The literal objects you mention carry (pointers to;-) their own types with them of course, so when a name's bound to that object the problem of type doesn't arise -- the object always has a type, the name doesn't -- just delegates that to the object it's bound to.
There's no "figuring out" in def increase(first, second): -- name increase gets bound to a function object, names first and second are recorded as parameters-names and will get bound (quite possibly to objects of different types at various points) as increase gets called.

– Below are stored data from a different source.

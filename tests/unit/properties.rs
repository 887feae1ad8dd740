//! Resolution properties over whole components.

use nxsds_cli::backend::MemoryBackend;
use nxsds_cli::models::{ShapeDim, StrategyMode};
use nxsds_cli::output::{FlatRecord, OutputMode, RecordFilter};
use nxsds_cli::resolver::{ComponentResolver, ResolverOptions};
use nxsds_cli::test_utils::{ComponentFixture, DataSourceFixture, init_test_logging, memory_backend};

fn flat(backend: &MemoryBackend, filter: &RecordFilter) -> Vec<FlatRecord> {
    let resolver = ComponentResolver::new(backend, ResolverOptions::default()).unwrap();
    let description = resolver.components(None, filter, None, OutputMode::Flat).unwrap();
    description.as_flat().unwrap().to_vec()
}

fn beamline() -> MemoryBackend {
    memory_backend(
        &[ComponentFixture::slit(), ComponentFixture::mca(), ComponentFixture::pilatus()],
        &[DataSourceFixture::tango("gap", "haso.desy.de", "p09/slit/exp.01", "Gap")],
    )
}

#[test]
fn isolated_datasource_document_yields_its_own_identity() {
    init_test_logging(None);

    for (name, fixture) in [
        ("title", DataSourceFixture::client("title", "exp_title")),
        ("gap", DataSourceFixture::tango("gap", "h", "d/e/f", "Gap")),
        ("sum", DataSourceFixture::pyeval("sum", &["a"], "ds.result = ds.a")),
    ] {
        let backend = memory_backend(&[], std::slice::from_ref(&fixture));
        let resolver = ComponentResolver::new(&backend, ResolverOptions::default()).unwrap();
        let records = resolver.describe_data_source(name);

        assert_eq!(records.len(), 1, "{name}");
        assert_eq!(records[0].name(), Some(name));
        assert!(records[0].kind().is_some());
    }
}

#[test]
fn dimension_reference_is_never_resolved() {
    let backend = memory_backend(
        &[ComponentFixture::new(
            "c",
            r#"<definition><field name="img" type="NX_UINT32"><strategy mode="STEP"/>
                 <dimensions rank="1"><dim index="1"><datasource name="ann" type="CLIENT"/></dim></dimensions>
                 <datasource type="CLIENT" name="img"><record name="image"/></datasource>
               </field></definition>"#,
        )],
        &[DataSourceFixture::client("ann", "annotation_size")],
    );

    let records = flat(&backend, &RecordFilter::default());
    let image = records.iter().find(|r| r.name == "img").unwrap();
    assert_eq!(image.shape, Some(vec![ShapeDim::Reference("ann".to_string())]));

    let json = serde_json::to_value(image).unwrap();
    assert_eq!(json["shape"], serde_json::json!(["$datasources.ann"]));
}

#[test]
fn same_datasource_with_two_strategies_stays_two_records() {
    let records = flat(&beamline(), &RecordFilter::default());
    let gaps: Vec<&FlatRecord> = records.iter().filter(|r| r.name == "gap").collect();

    assert_eq!(gaps.len(), 2);
    assert_eq!(gaps[0].strategy.as_deref(), Some("STEP"));
    assert_eq!(gaps[1].strategy.as_deref(), Some("FINAL"));
}

#[test]
fn anonymous_names_are_reproducible() {
    let backend = memory_backend(
        &[ComponentFixture::new(
            "anon",
            r#"<definition>
                 <field name="a"><strategy mode="STEP"/><datasource type="CLIENT"><record name="ra"/></datasource></field>
                 <field name="b"><strategy mode="STEP"/><datasource type="DB"><query>SELECT 2</query></datasource></field>
               </definition>"#,
        )],
        &[],
    );

    let first = flat(&backend, &RecordFilter::default());
    let second = flat(&backend, &RecordFilter::default());

    let names: Vec<&str> = first.iter().map(|r| r.name.as_str()).collect();
    assert_eq!(names, vec!["__unnamed__1", "__unnamed__2"]);
    assert_eq!(first, second);
}

#[test]
fn strategy_filters_partition_the_unfiltered_result() {
    let backend = beamline();
    let all = flat(&backend, &RecordFilter::default());

    let mut union = Vec::new();
    for mode in StrategyMode::ALL {
        let filtered = flat(&backend, &RecordFilter::new(Some(mode.as_str()), None));
        assert!(filtered.iter().all(|r| r.strategy.as_deref() == Some(mode.as_str())));
        union.extend(filtered);
    }

    assert_eq!(union.len(), all.len());
    for record in &all {
        assert_eq!(
            union.iter().filter(|r| *r == record).count(),
            all.iter().filter(|r| *r == record).count()
        );
    }
}

#[test]
fn lowercase_mode_and_type_are_filtered_like_wire_casing() {
    let backend = memory_backend(
        &[ComponentFixture::new(
            "lower",
            r#"<definition><field name="g" type="NX_FLOAT"><strategy mode="step"/>
                 <datasource type="tango" name="g"><device hostname="h" name="d/e/f"/><record name="a"/></datasource>
               </field></definition>"#,
        )],
        &[],
    );

    let all = flat(&backend, &RecordFilter::default());
    assert_eq!(all.len(), 1);
    assert_eq!(all[0].record.as_deref(), Some("h:10000/d/e/f/a"));

    assert_eq!(flat(&backend, &RecordFilter::by_kind(Some("TANGO"))), all);
    assert_eq!(flat(&backend, &RecordFilter::new(Some(StrategyMode::Step.as_str()), None)), all);

    let union: usize = StrategyMode::ALL
        .iter()
        .map(|mode| flat(&backend, &RecordFilter::new(Some(mode.as_str()), None)).len())
        .sum();
    assert_eq!(union, all.len());
}

#[test]
fn expansion_keeps_only_used_references() {
    let backend = memory_backend(
        &[],
        &[
            DataSourceFixture::pyeval("sum", &["a", "b"], "ds.result = ds.a * 2"),
            DataSourceFixture::client("a", "ra"),
            DataSourceFixture::client("b", "rb"),
        ],
    );
    let resolver = ComponentResolver::new(&backend, ResolverOptions { expand_scripts: true }).unwrap();

    let names = vec!["sum".to_string()];
    let registry = resolver.resolve_data_sources(Some(names.as_slice())).unwrap();
    assert_eq!(registry.names().collect::<Vec<_>>(), vec!["sum", "a"]);
}

#[test]
fn init_once_tango_field_end_to_end() {
    let backend = memory_backend(&[ComponentFixture::mca()], &[]);
    let records = flat(&backend, &RecordFilter::default());

    assert_eq!(records.len(), 1);
    let record = &records[0];
    assert_eq!(record.name, "mca_data");
    assert_eq!(record.kind.as_deref(), Some("TANGO"));
    assert_eq!(record.record.as_deref(), Some("haso.desy.de:10000/p09/mca/exp.01/Data"));
    assert_eq!(record.strategy.as_deref(), Some("INIT"));
    assert_eq!(record.shape, Some(vec![ShapeDim::Literal(34)]));
    assert_eq!(record.component.as_deref(), Some("mca"));
}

So say the body is return first + second -- a call to increase('foo', 'bar') will then happily return 'foobar' (delegating the addition to the objects, which in this case are strings), and maybe later a call to increase(23, 45) will just as happily return 68 -- again by delegating the addition to the objects bound to those names at the point of call, which in this case are ints. And if you call with incompatible types you'll get an exception as the delegated addition operation can't make sense of the situation -- no big deal!
Python is dynamically typed: all variables can refer to an object of any type. id and name can be anything, but the actual objects are of types like int and str. 0 is a literal that is parsed to make an int object, and 'John' a literal that makes a str object. Many object types do not have literals and are returned by a callable (like frozenset—there's no way to make a literal frozenset, you must call frozenset.)
Consequently, there is no such thing as declaration of variables, since you aren't defining anything about the variable. id = 0 and name = 'John' are just assignment.
increase returns an int because that's what you return in it; nothing in Python forces it not to be any other object. first and second are only ints if you make them so.
Objects, to a certain extent, share a common interface. You can use the same operators and functions on them all, and if they support that particular operation, it works. It is a common, recommended technique to use different types that behave similarly interchangably; this is called duck typing. For example, if something takes a file object you can instead pass a cStringIO.StringIO object, which supports the same method as a file (like read and write) but is a completely different type. This is sort of like Java interfaces, but does not require any formal usage, you just define the appropriate methods.
Python uses the duck-typing method - if it walks, looks and quacks like a duck, then it's a duck. If you pass in a string, and try to do something numerical on it, then it will fail.
Have a look at: http://en.wikipedia.org/wiki/Python_%28programming_language%29#Typing and http://en.wikipedia.org/wiki/Duck_typing
When it comes to assigning literal values to variables, the type of the literal value can be inferred at the time of lexical analysis. For example, anything matching the regular expression (-)?[1-9][0-9]* can be inferred to be an integer literal. If you want to convert it to a float, there needs to be an explicit cast. Similarly, a string literal is any sequence of characters enclosed in single or double quotes.
In a method call, the parameters are not type-checked. You only need to pass in the correct number of them to be able to call the method. So long as the body of the method does not cause any errors with respect to the arguments, you can call the same method with lots of different types of arguments.
In Python, Unlike in C++ and Java, numbers and strings are both objects. So this:
id = 0
name = 'John'
is equivalent to:
id = int(0)
name = str('John')
Since variables id and name are references that may address any Python object, they don't need to be declared with a particular type.